═════ DATA SUPPLIED
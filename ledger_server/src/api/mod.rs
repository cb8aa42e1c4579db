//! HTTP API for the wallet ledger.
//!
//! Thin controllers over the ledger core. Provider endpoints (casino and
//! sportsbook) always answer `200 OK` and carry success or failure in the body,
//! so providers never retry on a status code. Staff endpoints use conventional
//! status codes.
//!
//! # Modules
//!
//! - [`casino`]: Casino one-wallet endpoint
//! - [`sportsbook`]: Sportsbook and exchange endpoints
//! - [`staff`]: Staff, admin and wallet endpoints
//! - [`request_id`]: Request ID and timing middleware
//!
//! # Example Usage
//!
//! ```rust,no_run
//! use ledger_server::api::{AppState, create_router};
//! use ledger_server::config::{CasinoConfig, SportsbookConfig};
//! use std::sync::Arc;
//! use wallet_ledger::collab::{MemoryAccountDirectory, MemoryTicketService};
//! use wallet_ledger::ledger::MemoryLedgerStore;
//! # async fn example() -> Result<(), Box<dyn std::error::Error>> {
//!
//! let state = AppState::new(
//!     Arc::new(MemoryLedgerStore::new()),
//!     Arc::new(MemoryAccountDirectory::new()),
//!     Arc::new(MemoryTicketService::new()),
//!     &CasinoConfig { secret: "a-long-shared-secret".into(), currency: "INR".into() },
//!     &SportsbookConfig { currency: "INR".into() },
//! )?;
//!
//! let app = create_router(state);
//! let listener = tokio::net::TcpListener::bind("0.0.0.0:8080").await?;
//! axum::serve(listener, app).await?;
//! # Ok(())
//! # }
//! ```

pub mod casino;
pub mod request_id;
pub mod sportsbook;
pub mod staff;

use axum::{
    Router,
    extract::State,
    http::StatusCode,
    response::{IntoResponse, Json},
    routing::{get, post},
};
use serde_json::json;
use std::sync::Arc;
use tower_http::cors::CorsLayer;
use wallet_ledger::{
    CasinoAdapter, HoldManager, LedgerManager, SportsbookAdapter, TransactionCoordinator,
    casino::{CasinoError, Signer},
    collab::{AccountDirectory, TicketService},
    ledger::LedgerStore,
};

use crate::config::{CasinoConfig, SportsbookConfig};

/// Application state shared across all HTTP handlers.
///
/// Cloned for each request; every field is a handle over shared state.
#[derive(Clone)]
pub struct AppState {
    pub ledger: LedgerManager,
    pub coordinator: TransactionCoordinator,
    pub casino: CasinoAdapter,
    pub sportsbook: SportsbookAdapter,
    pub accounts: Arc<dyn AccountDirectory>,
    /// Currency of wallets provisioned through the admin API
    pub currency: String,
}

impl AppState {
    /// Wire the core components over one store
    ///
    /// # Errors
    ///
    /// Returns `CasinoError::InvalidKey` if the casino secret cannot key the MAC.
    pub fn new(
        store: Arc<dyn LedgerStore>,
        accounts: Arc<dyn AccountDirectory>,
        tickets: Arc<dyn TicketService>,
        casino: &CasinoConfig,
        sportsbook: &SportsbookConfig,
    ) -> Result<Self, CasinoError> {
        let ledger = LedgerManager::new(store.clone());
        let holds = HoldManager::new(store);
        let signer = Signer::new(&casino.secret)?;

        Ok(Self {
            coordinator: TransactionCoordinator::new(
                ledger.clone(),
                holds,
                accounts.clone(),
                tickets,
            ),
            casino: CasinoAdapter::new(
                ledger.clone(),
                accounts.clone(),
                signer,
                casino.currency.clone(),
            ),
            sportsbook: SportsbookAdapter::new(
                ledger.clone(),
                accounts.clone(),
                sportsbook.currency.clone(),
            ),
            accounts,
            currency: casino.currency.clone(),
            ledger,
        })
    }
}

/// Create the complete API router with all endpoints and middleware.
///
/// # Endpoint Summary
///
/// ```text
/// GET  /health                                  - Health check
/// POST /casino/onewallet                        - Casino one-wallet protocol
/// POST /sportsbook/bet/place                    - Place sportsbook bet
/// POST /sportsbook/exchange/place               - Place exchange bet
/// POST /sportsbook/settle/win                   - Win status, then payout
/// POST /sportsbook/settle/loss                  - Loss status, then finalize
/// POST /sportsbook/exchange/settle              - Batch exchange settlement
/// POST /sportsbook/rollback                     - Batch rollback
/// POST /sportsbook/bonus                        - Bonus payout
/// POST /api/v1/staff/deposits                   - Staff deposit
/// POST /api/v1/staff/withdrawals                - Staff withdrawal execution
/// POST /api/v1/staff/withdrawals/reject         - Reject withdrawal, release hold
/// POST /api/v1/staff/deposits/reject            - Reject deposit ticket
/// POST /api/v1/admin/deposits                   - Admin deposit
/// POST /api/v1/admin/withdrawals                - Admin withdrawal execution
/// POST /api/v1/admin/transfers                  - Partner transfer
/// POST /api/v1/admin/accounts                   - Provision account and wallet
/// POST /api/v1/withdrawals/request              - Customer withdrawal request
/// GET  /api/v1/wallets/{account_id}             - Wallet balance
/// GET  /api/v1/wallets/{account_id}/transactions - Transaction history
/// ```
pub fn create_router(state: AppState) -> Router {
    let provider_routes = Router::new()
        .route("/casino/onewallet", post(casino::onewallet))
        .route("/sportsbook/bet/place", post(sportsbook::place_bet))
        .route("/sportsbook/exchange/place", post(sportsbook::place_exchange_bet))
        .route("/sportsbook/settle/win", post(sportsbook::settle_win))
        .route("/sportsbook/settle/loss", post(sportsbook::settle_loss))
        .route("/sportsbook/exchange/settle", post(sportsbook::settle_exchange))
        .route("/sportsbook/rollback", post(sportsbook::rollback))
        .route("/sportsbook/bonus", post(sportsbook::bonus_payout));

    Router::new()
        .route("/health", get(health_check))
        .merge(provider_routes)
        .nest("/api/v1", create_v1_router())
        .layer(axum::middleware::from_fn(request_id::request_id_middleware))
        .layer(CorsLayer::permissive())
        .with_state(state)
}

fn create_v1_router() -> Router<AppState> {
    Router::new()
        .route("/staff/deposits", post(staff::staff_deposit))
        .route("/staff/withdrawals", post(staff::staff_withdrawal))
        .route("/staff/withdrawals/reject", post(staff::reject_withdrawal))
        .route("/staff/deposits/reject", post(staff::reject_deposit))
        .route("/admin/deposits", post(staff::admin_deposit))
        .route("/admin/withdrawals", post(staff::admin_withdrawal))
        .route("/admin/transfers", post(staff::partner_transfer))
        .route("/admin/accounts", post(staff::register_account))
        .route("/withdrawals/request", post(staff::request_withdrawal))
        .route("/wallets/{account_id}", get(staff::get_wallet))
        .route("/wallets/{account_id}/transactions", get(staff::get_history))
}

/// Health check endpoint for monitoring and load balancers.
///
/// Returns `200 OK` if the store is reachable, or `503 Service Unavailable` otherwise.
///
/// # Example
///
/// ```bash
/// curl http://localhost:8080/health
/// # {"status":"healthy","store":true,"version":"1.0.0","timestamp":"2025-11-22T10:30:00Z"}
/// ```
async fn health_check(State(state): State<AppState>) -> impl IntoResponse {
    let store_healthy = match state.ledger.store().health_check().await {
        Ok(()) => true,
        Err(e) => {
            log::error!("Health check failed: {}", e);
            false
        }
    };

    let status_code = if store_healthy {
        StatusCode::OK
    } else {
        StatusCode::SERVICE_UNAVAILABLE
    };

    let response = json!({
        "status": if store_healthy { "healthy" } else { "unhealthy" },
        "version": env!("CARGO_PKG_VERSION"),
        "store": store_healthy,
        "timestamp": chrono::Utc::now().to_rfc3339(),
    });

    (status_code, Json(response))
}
══════════
═════ DATA SUPPLIED
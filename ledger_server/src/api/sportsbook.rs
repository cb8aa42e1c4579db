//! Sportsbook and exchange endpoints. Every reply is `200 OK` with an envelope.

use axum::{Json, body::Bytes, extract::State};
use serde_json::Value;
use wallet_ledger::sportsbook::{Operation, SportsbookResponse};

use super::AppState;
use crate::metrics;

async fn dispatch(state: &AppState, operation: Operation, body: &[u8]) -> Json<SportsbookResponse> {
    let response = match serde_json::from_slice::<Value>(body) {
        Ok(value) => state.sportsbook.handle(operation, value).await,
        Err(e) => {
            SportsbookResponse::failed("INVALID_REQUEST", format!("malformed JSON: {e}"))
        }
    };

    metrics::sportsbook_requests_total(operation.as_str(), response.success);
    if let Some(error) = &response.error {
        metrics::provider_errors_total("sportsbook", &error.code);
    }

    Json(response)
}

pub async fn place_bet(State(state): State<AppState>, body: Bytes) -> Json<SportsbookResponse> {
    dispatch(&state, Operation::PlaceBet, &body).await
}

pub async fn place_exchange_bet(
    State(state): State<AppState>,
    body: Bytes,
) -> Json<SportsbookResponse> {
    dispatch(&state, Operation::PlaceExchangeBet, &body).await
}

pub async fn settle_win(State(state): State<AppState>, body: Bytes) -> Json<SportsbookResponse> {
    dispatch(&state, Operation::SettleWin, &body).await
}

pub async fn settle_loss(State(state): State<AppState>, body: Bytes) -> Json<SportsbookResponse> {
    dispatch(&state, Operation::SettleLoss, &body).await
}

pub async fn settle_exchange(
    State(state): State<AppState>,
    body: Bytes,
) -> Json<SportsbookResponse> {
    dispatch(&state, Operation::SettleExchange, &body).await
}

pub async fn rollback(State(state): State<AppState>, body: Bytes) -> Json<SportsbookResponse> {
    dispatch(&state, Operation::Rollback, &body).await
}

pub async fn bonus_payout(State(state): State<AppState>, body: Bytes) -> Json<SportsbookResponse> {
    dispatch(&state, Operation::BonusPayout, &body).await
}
══════════
═════ DATA SUPPLIED
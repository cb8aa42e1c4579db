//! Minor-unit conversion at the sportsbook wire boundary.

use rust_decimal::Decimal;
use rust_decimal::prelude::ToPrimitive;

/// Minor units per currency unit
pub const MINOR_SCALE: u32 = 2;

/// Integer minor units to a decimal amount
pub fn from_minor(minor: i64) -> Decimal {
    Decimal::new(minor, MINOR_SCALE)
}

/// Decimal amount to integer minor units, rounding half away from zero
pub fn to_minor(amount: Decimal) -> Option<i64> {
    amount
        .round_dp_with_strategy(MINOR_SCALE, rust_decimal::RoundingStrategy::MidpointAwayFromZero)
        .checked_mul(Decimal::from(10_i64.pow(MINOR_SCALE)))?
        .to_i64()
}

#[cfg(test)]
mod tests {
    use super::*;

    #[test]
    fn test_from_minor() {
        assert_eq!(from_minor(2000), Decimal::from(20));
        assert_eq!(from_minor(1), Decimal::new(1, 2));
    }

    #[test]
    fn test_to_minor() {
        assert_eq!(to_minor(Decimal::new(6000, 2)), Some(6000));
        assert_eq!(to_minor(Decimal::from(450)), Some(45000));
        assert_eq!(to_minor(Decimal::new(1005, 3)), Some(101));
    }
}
══════════
• [YOUR INSTRUCTIONS] Go through the records and pull out each line that includes the word "success".

• [RESPONSE BOX]
//! sportsbook) always answer `200 OK` and carry success or failure in the body,
    metrics::sportsbook_requests_total(operation.as_str(), response.success);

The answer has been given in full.